_Task details_: All lines below containing "watchers" are to be listed.

=== Begin Enclosure ===

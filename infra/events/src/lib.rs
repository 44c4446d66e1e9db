//! # Event Bus
//!
//! Type-keyed notification bus shared by the configuration engine and its
//! subscribers.
//!
//! ## Overview
//!
//! Every event type gets one topic. A topic fans out to two kinds of listeners:
//!
//! * **Handlers**: synchronous callbacks run on the publishing thread, in
//!   registration order, before `publish` returns. This is how directive-declared
//!   subscribers and settings-group listeners observe changes without polling.
//! * **Channels**: an optional tokio `broadcast` (fan-out) or `watch` (latest value)
//!   channel for async consumers.
//!
//! Topics live in an `FxHashMap` behind a `parking_lot::RwLock`; handlers are
//! cloned out before they run, so a handler may publish or subscribe re-entrantly.
//!
//! # Example
//!
//! ```rust
//! use std::sync::Arc;
//! use std::sync::atomic::{AtomicU64, Ordering};
//! use strata_event_bus::{EventBus, EventBusError};
//!
//! #[derive(Clone, Debug, PartialEq)]
//! struct GroupSaved { nodes: u64 }
//!
//! fn main() -> Result<(), EventBusError> {
//!     let bus = EventBus::new();
//!     let seen = Arc::new(AtomicU64::new(0));
//!
//!     let sink = Arc::clone(&seen);
//!     bus.on::<GroupSaved>(move |event| {
//!         sink.fetch_add(event.nodes, Ordering::SeqCst);
//!     });
//!
//!     bus.publish(GroupSaved { nodes: 3 })?;
//!     assert_eq!(seen.load(Ordering::SeqCst), 3);
//!     Ok(())
//! }
//! ```

mod bus;
mod error;
mod receiver;

pub use bus::{ChannelKind, Event, EventBus, HandlerId};
pub use error::{EventBusError, EventBusErrorExt};
pub use receiver::EventReceiverExt;
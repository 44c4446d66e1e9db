use crate::error::ConfigError;
use crate::settings::events::SettingsGroupModified;
use crate::settings::state::{GroupEntry, Shared, unknown_group, unknown_node};
use std::collections::{BTreeMap, BTreeSet};
use std::fmt;
use std::sync::{Arc, Weak};
use strata_event_bus::HandlerId;
use strata_schema::{GroupSchema, Invalid, SchemaNode, Target, ValidationError, Value, qualified_key};
use strata_storage::RawSettingsMap;

const CATEGORY_PREFIX: &str = "strata.settings";

struct GroupInner {
    name: String,
    category: String,
    shared: Weak<Shared>,
}

/// Handle to one named settings group.
///
/// Cloning is cheap and every clone refers to the same group; compare with
/// [`SettingsGroup::same_as`]. Key-style (`get`/`set`) and attribute-style
/// ([`SettingsGroup::node`]) access are two views over the same state.
#[derive(Clone)]
pub struct SettingsGroup {
    inner: Arc<GroupInner>,
}

impl fmt::Debug for SettingsGroup {
    fn fmt(&self, f: &mut fmt::Formatter<'_>) -> fmt::Result {
        f.debug_struct("SettingsGroup")
            .field("name", &self.inner.name)
            .field("category", &self.inner.category)
            .finish_non_exhaustive()
    }
}

impl SettingsGroup {
    pub(crate) fn new(name: &str, shared: Weak<Shared>) -> Self {
        Self {
            inner: Arc::new(GroupInner {
                name: name.to_owned(),
                category: format!("{CATEGORY_PREFIX}.{name}"),
                shared,
            }),
        }
    }

    #[must_use]
    pub fn name(&self) -> &str {
        &self.inner.name
    }

    /// Token carried by this group's modification notices.
    #[must_use]
    pub fn category(&self) -> &str {
        &self.inner.category
    }

    /// Whether both handles refer to the same group instance.
    #[must_use]
    pub fn same_as(&self, other: &Self) -> bool {
        Arc::ptr_eq(&self.inner, &other.inner)
    }

    fn shared(&self) -> Result<Arc<Shared>, ConfigError> {
        self.inner.shared.upgrade().ok_or_else(|| unknown_group(&self.inner.name))
    }

    fn read<R>(&self, f: impl FnOnce(&GroupEntry) -> R) -> Result<R, ConfigError> {
        let shared = self.shared()?;
        let state = shared.state.read();
        let entry = state.entry(&self.inner.name)?;
        Ok(f(entry))
    }

    /// Applies `f` under the registry lock and notifies when it reports a change.
    ///
    /// Waits for an in-flight reload or save, so a write never lands between
    /// a reload's read and its apply.
    fn write(
        &self,
        f: impl FnOnce(&mut GroupEntry) -> Result<bool, ConfigError>,
    ) -> Result<(), ConfigError> {
        let shared = self.shared()?;
        let _io = shared.io.lock();
        let changed = {
            let mut state = shared.state.write();
            f(state.entry_mut(&self.inner.name)?)?
        };
        if changed {
            shared.notify(self);
        }
        Ok(())
    }

    /// # Errors
    /// Returns [`ConfigError::UnknownGroup`] once the registry dropped the group.
    pub fn title(&self) -> Result<String, ConfigError> {
        self.read(|entry| entry.title.clone())
    }

    /// # Errors
    /// Returns [`ConfigError::UnknownGroup`] once the registry dropped the group.
    pub fn description(&self) -> Result<String, ConfigError> {
        self.read(|entry| entry.description.clone())
    }

    /// Schema nodes in declaration order.
    ///
    /// # Errors
    /// Returns [`ConfigError::UnknownGroup`] once the registry dropped the group.
    pub fn nodes(&self) -> Result<Vec<SchemaNode>, ConfigError> {
        self.read(|entry| entry.schema.nodes().to_vec())
    }

    /// # Errors
    /// Returns [`ConfigError::UnknownGroup`] once the registry dropped the group.
    pub fn schema(&self) -> Result<GroupSchema, ConfigError> {
        self.read(|entry| entry.schema.clone())
    }

    /// Live value of `key`: override, else node default, else type default.
    ///
    /// # Errors
    /// Returns [`ConfigError::UnknownNode`] for names outside the schema.
    pub fn get(&self, key: &str) -> Result<Value, ConfigError> {
        self.read(|entry| {
            entry
                .schema
                .node(key)
                .map(|node| entry.effective(node))
                .ok_or_else(|| unknown_node(&self.inner.name, key))
        })?
    }

    /// Validates and stores `value`, marks the node dirty when it differs from
    /// the default and notifies subscribers when the live value changed.
    ///
    /// # Errors
    /// Returns [`ConfigError::UnknownNode`] or [`ConfigError::Validation`].
    pub fn set(&self, key: &str, value: impl Into<Value>) -> Result<(), ConfigError> {
        let value = value.into();
        self.write(|entry| {
            let node = entry.schema.node(key).ok_or_else(|| unknown_node(&self.inner.name, key))?;
            let value = node.validate(value).map_err(|e| validation(&self.inner.name, &e))?;
            Ok(entry.assign(key, value))
        })
    }

    /// Like [`SettingsGroup::set`], parsing the raw string form first.
    ///
    /// # Errors
    /// Returns [`ConfigError::UnknownNode`] or [`ConfigError::Validation`].
    pub fn set_raw(&self, key: &str, raw: &str) -> Result<(), ConfigError> {
        self.write(|entry| {
            let node = entry.schema.node(key).ok_or_else(|| unknown_node(&self.inner.name, key))?;
            let value = node.deserialize(raw).map_err(|e| validation(&self.inner.name, &e))?;
            Ok(entry.assign(key, value))
        })
    }

    /// Attribute-style accessor for one node.
    ///
    /// # Errors
    /// Returns [`ConfigError::UnknownNode`] for names outside the schema.
    pub fn node(&self, name: &str) -> Result<NodeHandle, ConfigError> {
        self.read(|entry| entry.schema.contains(name))?
            .then(|| NodeHandle { group: self.clone(), name: name.to_owned() })
            .ok_or_else(|| unknown_node(&self.inner.name, name))
    }

    /// Live values of every node.
    ///
    /// # Errors
    /// Returns [`ConfigError::UnknownGroup`] once the registry dropped the group.
    pub fn values(&self) -> Result<BTreeMap<String, Value>, ConfigError> {
        self.read(GroupEntry::snapshot)
    }

    /// Current schema defaults of every node.
    ///
    /// # Errors
    /// Returns [`ConfigError::UnknownGroup`] once the registry dropped the group.
    pub fn defaults(&self) -> Result<BTreeMap<String, Value>, ConfigError> {
        self.read(|entry| entry.schema.defaults())
    }

    /// Nodes changed locally since the last clear or save.
    ///
    /// # Errors
    /// Returns [`ConfigError::UnknownGroup`] once the registry dropped the group.
    pub fn dirty(&self) -> Result<BTreeSet<String>, ConfigError> {
        self.read(|entry| entry.dirty.clone())
    }

    /// Resets every node to its current default and forgets local changes.
    /// Storage is not touched.
    ///
    /// # Errors
    /// Returns [`ConfigError::UnknownGroup`] once the registry dropped the group.
    pub fn clear(&self) -> Result<(), ConfigError> {
        self.write(|entry| {
            let before = entry.snapshot();
            entry.values.clear();
            entry.dirty.clear();
            Ok(entry.snapshot() != before)
        })
    }

    /// Deserializes this group's `"group.node"` keys of `raw` and runs the
    /// validator chain, collecting every failure.
    ///
    /// # Errors
    /// Returns [`ConfigError::Validation`] with all node and group failures.
    pub fn deserialize(&self, raw: &RawSettingsMap) -> Result<BTreeMap<String, Value>, ConfigError> {
        self.read(|entry| entry.schema.deserialize(raw))?
            .map_err(|source| ConfigError::Validation { source, context: None })
    }

    /// Calls `handler` after every change of this group's live values.
    ///
    /// # Errors
    /// Returns [`ConfigError::UnknownGroup`] once the registry dropped the group.
    pub fn on_modified(
        &self,
        handler: impl Fn(&Self) + Send + Sync + 'static,
    ) -> Result<HandlerId, ConfigError> {
        let shared = self.shared()?;
        let category = self.inner.category.clone();
        Ok(shared.bus.on::<SettingsGroupModified>(move |event| {
            if event.group.category() == category {
                handler(&event.group);
            }
        }))
    }
}

/// Attribute-style view of one node of a [`SettingsGroup`].
#[derive(Debug, Clone)]
pub struct NodeHandle {
    group: SettingsGroup,
    name: String,
}

impl NodeHandle {
    #[must_use]
    pub fn name(&self) -> &str {
        &self.name
    }

    /// # Errors
    /// See [`SettingsGroup::get`].
    pub fn value(&self) -> Result<Value, ConfigError> {
        self.group.get(&self.name)
    }

    /// # Errors
    /// See [`SettingsGroup::set`].
    pub fn set(&self, value: impl Into<Value>) -> Result<(), ConfigError> {
        self.group.set(&self.name, value)
    }

    /// The live value converted to `T`.
    ///
    /// # Errors
    /// Returns [`ConfigError::Validation`] when the value is not a `T`.
    pub fn get_as<T>(&self) -> Result<T, ConfigError>
    where
        T: TryFrom<Value, Error = Invalid>,
    {
        T::try_from(self.value()?).map_err(|e| validation(self.group.name(), &e.at(&self.name)))
    }
}

fn validation(group: &str, invalid: &Invalid) -> ConfigError {
    let key = match invalid.target() {
        Target::Node(node) => qualified_key(group, node),
        Target::Group => qualified_key(group, group),
    };
    let mut source = ValidationError::new();
    source.insert(key, invalid.message());
    ConfigError::Validation { source, context: None }
}
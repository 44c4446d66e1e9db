use crate::error::{ConfigError, ConfigErrorExt};
use config::{Config, Environment, File};
use serde::Deserialize;
use std::path::{Path, PathBuf};
use std::str::FromStr;
use std::time::Duration;
use strata_storage::{FileStorage, RawSettingsMap, WatchConfig, WatchMode};
use tracing::info;

const DEFAULT_SECTION: &str = "DEFAULT";
const DEFAULT_DEBOUNCE_MS: u64 = 50;
const DEFAULT_POLL_INTERVAL_MS: u64 = 250;

/// Watcher mode as written in options files and environment variables.
#[derive(Debug, Clone, Copy, PartialEq, Eq, Default, Deserialize)]
#[serde(rename_all = "lowercase")]
pub enum WatchSetting {
    Off,
    #[default]
    Native,
    Poll,
}

impl FromStr for WatchSetting {
    type Err = ConfigError;

    fn from_str(s: &str) -> Result<Self, Self::Err> {
        match s.trim().to_ascii_lowercase().as_str() {
            "off" | "false" | "no" | "0" => Ok(Self::Off),
            "native" | "true" | "yes" | "1" => Ok(Self::Native),
            "poll" => Ok(Self::Poll),
            other => Err(options_error(format!("Invalid watch mode '{other}'"))),
        }
    }
}

impl From<WatchSetting> for WatchMode {
    fn from(setting: WatchSetting) -> Self {
        match setting {
            WatchSetting::Off => Self::Off,
            WatchSetting::Native => Self::Native,
            WatchSetting::Poll => Self::Poll,
        }
    }
}

/// Where settings live and how they are watched.
///
/// Every field has a default, so an empty options file is valid and yields
/// a storage-less registry with native watching.
#[derive(Debug, Clone, PartialEq, Eq, Deserialize)]
#[serde(default)]
pub struct SettingsOptions {
    /// Runtime settings file, read by `load` and rewritten by `save`.
    pub settings: Option<PathBuf>,
    /// File whose values replace the built-in node defaults.
    pub defaults: Option<PathBuf>,
    /// Extra defaults files merged beneath `defaults`.
    pub include: Vec<PathBuf>,
    pub section: String,
    pub watch: WatchSetting,
    pub debounce_ms: u64,
    pub poll_interval_ms: u64,
    /// Explicit `"group.node"` defaults applied before the loader's own.
    pub overrides: RawSettingsMap,
}

impl Default for SettingsOptions {
    fn default() -> Self {
        Self {
            settings: None,
            defaults: None,
            include: Vec::new(),
            section: DEFAULT_SECTION.to_owned(),
            watch: WatchSetting::default(),
            debounce_ms: DEFAULT_DEBOUNCE_MS,
            poll_interval_ms: DEFAULT_POLL_INTERVAL_MS,
            overrides: RawSettingsMap::new(),
        }
    }
}

impl SettingsOptions {
    /// Builds options from a flat key/value map.
    ///
    /// `settings`, `defaults`, `include`, `section`, `watch`, `debounce_ms` and
    /// `poll_interval_ms` configure storage; `include` takes whitespace or comma
    /// separated paths. Every other key becomes an override.
    ///
    /// # Errors
    /// Returns [`ConfigError::Options`] for malformed watch modes or intervals.
    pub fn from_raw(raw: &RawSettingsMap) -> Result<Self, ConfigError> {
        let mut options = Self::default();
        for (key, value) in raw {
            match key.as_str() {
                "settings" => options.settings = non_empty(value).map(PathBuf::from),
                "defaults" => options.defaults = non_empty(value).map(PathBuf::from),
                "include" => {
                    options.include = value
                        .split(|c: char| c == ',' || c.is_whitespace())
                        .filter(|p| !p.is_empty())
                        .map(PathBuf::from)
                        .collect();
                },
                "section" => options.section = value.trim().to_owned(),
                "watch" => options.watch = value.parse()?,
                "debounce_ms" => options.debounce_ms = parse_millis(key, value)?,
                "poll_interval_ms" => options.poll_interval_ms = parse_millis(key, value)?,
                _ => {
                    options.overrides.insert(key.clone(), value.clone());
                },
            }
        }
        Ok(options)
    }

    /// Reads options from `path`, then overlays `STRATA__*` environment variables
    /// (e.g. `STRATA__WATCH=poll`).
    ///
    /// # Errors
    /// Returns [`ConfigError::Options`] if the file is missing or malformed.
    pub fn load(path: impl AsRef<Path>) -> Result<Self, ConfigError> {
        let path = path.as_ref();
        info!(path = %path.display(), "Loading settings options");

        let options = Config::builder()
            .add_source(File::from(path).required(true))
            .add_source(Environment::with_prefix("STRATA").separator("__").convert_case(config::Case::Snake))
            .build()
            .context("Failed to build settings options")?
            .try_deserialize::<Self>()
            .context("Failed to deserialize settings options")?;

        Ok(options)
    }

    /// File-backed loader described by these options.
    #[must_use]
    pub fn storage(&self) -> FileStorage {
        let mut builder = FileStorage::builder().section(self.section.as_str());
        if let Some(settings) = &self.settings {
            builder = builder.settings(settings);
        }
        if let Some(defaults) = &self.defaults {
            builder = builder.defaults(defaults);
        }
        for include in &self.include {
            builder = builder.include(include);
        }
        builder.build()
    }

    #[must_use]
    pub fn watch_config(&self) -> WatchConfig {
        WatchConfig {
            mode: self.watch.into(),
            debounce: Duration::from_millis(self.debounce_ms),
            poll_interval: Duration::from_millis(self.poll_interval_ms.max(1)),
        }
    }
}

fn non_empty(value: &str) -> Option<&str> {
    let value = value.trim();
    (!value.is_empty()).then_some(value)
}

fn parse_millis(key: &str, value: &str) -> Result<u64, ConfigError> {
    value.trim().parse().map_err(|e| options_error(format!("Invalid {key} '{value}': {e}")))
}

fn options_error(message: String) -> ConfigError {
    ConfigError::Options { source: config::ConfigError::Message(message), context: None }
}

#[cfg(test)]
mod tests {
    use super::*;
    use std::fs;

    #[test]
    fn from_raw_splits_storage_keys_from_overrides() {
        let raw: RawSettingsMap = [
            ("settings", "/etc/app/settings.cfg"),
            ("include", "base.cfg, extra.cfg"),
            ("watch", "poll"),
            ("server.port", "9000"),
        ]
        .into_iter()
        .map(|(k, v)| (k.to_owned(), v.to_owned()))
        .collect();

        let options = SettingsOptions::from_raw(&raw).unwrap();

        assert_eq!(options.settings.as_deref(), Some(Path::new("/etc/app/settings.cfg")));
        assert_eq!(options.include, vec![PathBuf::from("base.cfg"), PathBuf::from("extra.cfg")]);
        assert_eq!(options.watch, WatchSetting::Poll);
        assert_eq!(options.section, "DEFAULT");
        assert_eq!(options.overrides.len(), 1);
        assert_eq!(options.overrides["server.port"], "9000");
    }

    #[test]
    fn from_raw_rejects_unknown_watch_mode() {
        let raw: RawSettingsMap = [("watch".to_owned(), "sometimes".to_owned())].into();
        let err = SettingsOptions::from_raw(&raw).unwrap_err();
        assert!(matches!(err, ConfigError::Options { .. }));
    }

    #[test]
    fn watch_config_uses_millisecond_fields() {
        let options = SettingsOptions { watch: WatchSetting::Off, debounce_ms: 10, ..Default::default() };
        let config = options.watch_config();
        assert_eq!(config.mode, WatchMode::Off);
        assert_eq!(config.debounce, Duration::from_millis(10));
        assert_eq!(config.poll_interval, Duration::from_millis(250));
    }

    #[test]
    fn load_reads_file_with_defaults_for_missing_fields() {
        let dir = tempfile::tempdir().unwrap();
        let path = dir.path().join("strata.json");
        fs::write(&path, r#"{ "settings": "app.cfg", "watch": "off", "poll_interval_ms": 500 }"#).unwrap();

        let options = SettingsOptions::load(&path).unwrap();

        assert_eq!(options.settings.as_deref(), Some(Path::new("app.cfg")));
        assert_eq!(options.watch, WatchSetting::Off);
        assert_eq!(options.debounce_ms, 50);
        assert_eq!(options.poll_interval_ms, 500);
        assert!(options.overrides.is_empty());
    }

    #[test]
    fn load_fails_for_missing_file() {
        let dir = tempfile::tempdir().unwrap();
        let err = SettingsOptions::load(dir.path().join("absent.json")).unwrap_err();
        assert!(matches!(err, ConfigError::Options { .. }));
    }
}
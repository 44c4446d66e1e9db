//! Background change detection for a single settings file.
//!
//! The watcher observes the file's parent directory (atomic saves replace the
//! file, which would orphan a watch on the file itself), debounces bursts of
//! events into one episode and invokes the callback only when the file content
//! fingerprint actually changed.

use crate::error::StorageError;
use notify::{Event, EventKind, PollWatcher, RecursiveMode, Watcher};
use parking_lot::Mutex;
use std::fmt;
use std::fs;
use std::path::{Path, PathBuf};
use std::sync::atomic::{AtomicBool, Ordering};
use std::sync::mpsc::{self, RecvTimeoutError};
use std::sync::{Arc, Weak};
use std::thread::{self, JoinHandle};
use std::time::{Duration, Instant};
use tracing::{debug, info, trace, warn};

static ACTIVE: Mutex<Vec<Weak<WatcherInner>>> = parking_lot::const_mutex(Vec::new());

/// How changes are detected.
#[derive(Debug, Clone, Copy, PartialEq, Eq, Default)]
pub enum WatchMode {
    /// No watching; `start` is a no-op.
    Off,
    /// OS notifications, falling back to polling when unavailable.
    #[default]
    Native,
    /// Periodic modification-time polling.
    Poll,
}

#[derive(Debug, Clone, Copy, PartialEq, Eq)]
pub struct WatchConfig {
    pub mode: WatchMode,
    /// Quiet period that closes a change episode.
    pub debounce: Duration,
    /// Scan interval in [`WatchMode::Poll`] and for the native fallback.
    pub poll_interval: Duration,
}

impl Default for WatchConfig {
    fn default() -> Self {
        Self {
            mode: WatchMode::Native,
            debounce: Duration::from_millis(50),
            poll_interval: Duration::from_millis(250),
        }
    }
}

enum Signal {
    Fs(notify::Result<Event>),
    Stop,
}

struct Running {
    worker: JoinHandle<()>,
    stop_tx: mpsc::Sender<Signal>,
    stopped: Arc<AtomicBool>,
    backend: Box<dyn Watcher + Send>,
}

struct WatcherInner {
    path: PathBuf,
    config: WatchConfig,
    callback: Arc<dyn Fn() + Send + Sync>,
    running: Mutex<Option<Running>>,
}

impl fmt::Debug for WatcherInner {
    fn fmt(&self, f: &mut fmt::Formatter<'_>) -> fmt::Result {
        f.debug_struct("WatcherInner")
            .field("path", &self.path)
            .field("config", &self.config)
            .field("running", &self.running.lock().is_some())
            .finish_non_exhaustive()
    }
}

impl WatcherInner {
    fn stop(&self) -> bool {
        let Some(running) = self.running.lock().take() else {
            return false;
        };

        running.stopped.store(true, Ordering::SeqCst);
        drop(running.backend);
        let _ = running.stop_tx.send(Signal::Stop);

        if running.worker.thread().id() == thread::current().id() {
            debug!(path = %self.path.display(), "Watcher stopped from its own callback");
        } else if running.worker.join().is_err() {
            warn!(path = %self.path.display(), "Watcher thread panicked");
        }
        info!(path = %self.path.display(), "File watcher stopped");
        true
    }
}

/// Watches one file and calls back once per debounced content change.
///
/// Dropping the watcher stops it.
#[derive(Debug)]
pub struct FileWatcher {
    inner: Arc<WatcherInner>,
}

impl FileWatcher {
    pub fn new(
        path: impl Into<PathBuf>,
        config: WatchConfig,
        callback: impl Fn() + Send + Sync + 'static,
    ) -> Self {
        Self {
            inner: Arc::new(WatcherInner {
                path: path.into(),
                config,
                callback: Arc::new(callback),
                running: Mutex::new(None),
            }),
        }
    }

    #[must_use]
    pub fn path(&self) -> &Path {
        &self.inner.path
    }

    #[must_use]
    pub fn is_running(&self) -> bool {
        self.inner.running.lock().is_some()
    }

    /// Starts monitoring on a background thread. Calling it on a running watcher
    /// does nothing.
    ///
    /// # Errors
    /// Returns [`StorageError::Watch`] when neither backend can observe the
    /// parent directory, or [`StorageError::Io`] when the thread cannot spawn.
    pub fn start(&self) -> Result<(), StorageError> {
        if self.inner.config.mode == WatchMode::Off {
            debug!(path = %self.inner.path.display(), "Watching disabled");
            return Ok(());
        }

        let mut running = self.inner.running.lock();
        if running.is_some() {
            return Ok(());
        }

        let (tx, rx) = mpsc::channel();
        let dir = watch_dir(&self.inner.path);
        let backend = spawn_backend(&dir, &self.inner.config, &tx)?;
        let stopped = Arc::new(AtomicBool::new(false));

        let worker = Worker {
            path: self.inner.path.clone(),
            debounce: self.inner.config.debounce,
            callback: Arc::clone(&self.inner.callback),
            stopped: Arc::clone(&stopped),
            last: fingerprint(&self.inner.path),
        };
        let handle = thread::Builder::new()
            .name("strata-watcher".to_owned())
            .spawn(move || worker.run(&rx))
            .map_err(|source| StorageError::Io {
                source,
                context: Some("Failed to spawn watcher thread".into()),
            })?;

        *running = Some(Running { worker: handle, stop_tx: tx, stopped, backend });
        drop(running);

        let mut active = ACTIVE.lock();
        active.retain(|w| w.strong_count() > 0);
        active.push(Arc::downgrade(&self.inner));

        info!(path = %self.inner.path.display(), mode = ?self.inner.config.mode, "File watcher started");
        Ok(())
    }

    /// Stops monitoring and waits for the worker thread. Idempotent.
    ///
    /// Once this returns, the callback will not be invoked again.
    pub fn stop(&self) -> bool {
        self.inner.stop()
    }
}

impl Drop for FileWatcher {
    fn drop(&mut self) {
        self.inner.stop();
    }
}

/// Stops every watcher running in this process. Returns how many were stopped.
///
/// Nothing runs this at exit on its own; binaries call it before returning
/// from `main`.
pub fn shutdown() -> usize {
    let watchers: Vec<_> = ACTIVE.lock().drain(..).filter_map(|w| w.upgrade()).collect();
    watchers.iter().filter(|w| w.stop()).count()
}

struct Worker {
    path: PathBuf,
    debounce: Duration,
    callback: Arc<dyn Fn() + Send + Sync>,
    stopped: Arc<AtomicBool>,
    last: Option<u64>,
}

impl Worker {
    fn run(mut self, rx: &mpsc::Receiver<Signal>) {
        let mut deadline: Option<Instant> = None;

        loop {
            let signal = match deadline {
                Some(at) => rx.recv_timeout(at.saturating_duration_since(Instant::now())),
                None => rx.recv().map_err(|_| RecvTimeoutError::Disconnected),
            };

            match signal {
                Ok(Signal::Stop) | Err(RecvTimeoutError::Disconnected) => break,
                Ok(Signal::Fs(Ok(event))) => {
                    if self.is_relevant(&event) {
                        trace!(path = %self.path.display(), kind = ?event.kind, "Change observed");
                        deadline = Some(Instant::now() + self.debounce);
                    }
                },
                Ok(Signal::Fs(Err(err))) => {
                    warn!(path = %self.path.display(), error = %err, "Watcher backend error");
                },
                Err(RecvTimeoutError::Timeout) => {
                    deadline = None;
                    self.fire();
                },
            }

            if self.stopped.load(Ordering::SeqCst) {
                break;
            }
        }
        debug!(path = %self.path.display(), "Watcher thread exiting");
    }

    fn is_relevant(&self, event: &Event) -> bool {
        !matches!(event.kind, EventKind::Access(_))
            && event.paths.iter().any(|p| p.file_name() == self.path.file_name())
    }

    fn fire(&mut self) {
        let current = fingerprint(&self.path);
        if current == self.last {
            trace!(path = %self.path.display(), "Content unchanged, skipping reload");
            return;
        }
        self.last = current;

        if current.is_none() {
            debug!(path = %self.path.display(), "Watched file removed");
            return;
        }
        if self.stopped.load(Ordering::SeqCst) {
            return;
        }

        debug!(path = %self.path.display(), "Watched file changed");
        (self.callback)();
    }
}

fn watch_dir(path: &Path) -> PathBuf {
    path.parent()
        .filter(|p| !p.as_os_str().is_empty())
        .map_or_else(|| PathBuf::from("."), Path::to_path_buf)
}

fn fingerprint(path: &Path) -> Option<u64> {
    fs::read(path).ok().map(|bytes| fxhash::hash64(&bytes))
}

fn spawn_backend(
    dir: &Path,
    config: &WatchConfig,
    tx: &mpsc::Sender<Signal>,
) -> Result<Box<dyn Watcher + Send>, StorageError> {
    if config.mode == WatchMode::Native {
        let sender = tx.clone();
        let native = notify::recommended_watcher(move |res| {
            if sender.send(Signal::Fs(res)).is_err() {
                trace!("Watcher channel closed");
            }
        })
        .and_then(|mut w| w.watch(dir, RecursiveMode::NonRecursive).map(|()| w));

        match native {
            Ok(watcher) => return Ok(Box::new(watcher)),
            Err(err) => {
                warn!(dir = %dir.display(), error = %err, "Native watcher unavailable, polling instead");
            },
        }
    }

    let sender = tx.clone();
    let notify_config = notify::Config::default().with_poll_interval(config.poll_interval);
    let mut poll = PollWatcher::new(
        move |res| {
            if sender.send(Signal::Fs(res)).is_err() {
                trace!("Watcher channel closed");
            }
        },
        notify_config,
    )
    .map_err(|source| StorageError::Watch { source, context: Some("Creating poll watcher".into()) })?;
    poll.watch(dir, RecursiveMode::NonRecursive).map_err(|source| StorageError::Watch {
        source,
        context: Some(format!("Watching {}", dir.display()).into()),
    })?;
    Ok(Box::new(poll))
}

=== End Enclosure ===

_Exercise answer_:
    let watchers: Vec<_> = ACTIVE.lock().drain(..).filter_map(|w| w.upgrade()).collect();
    watchers.iter().filter(|w| w.stop()).count()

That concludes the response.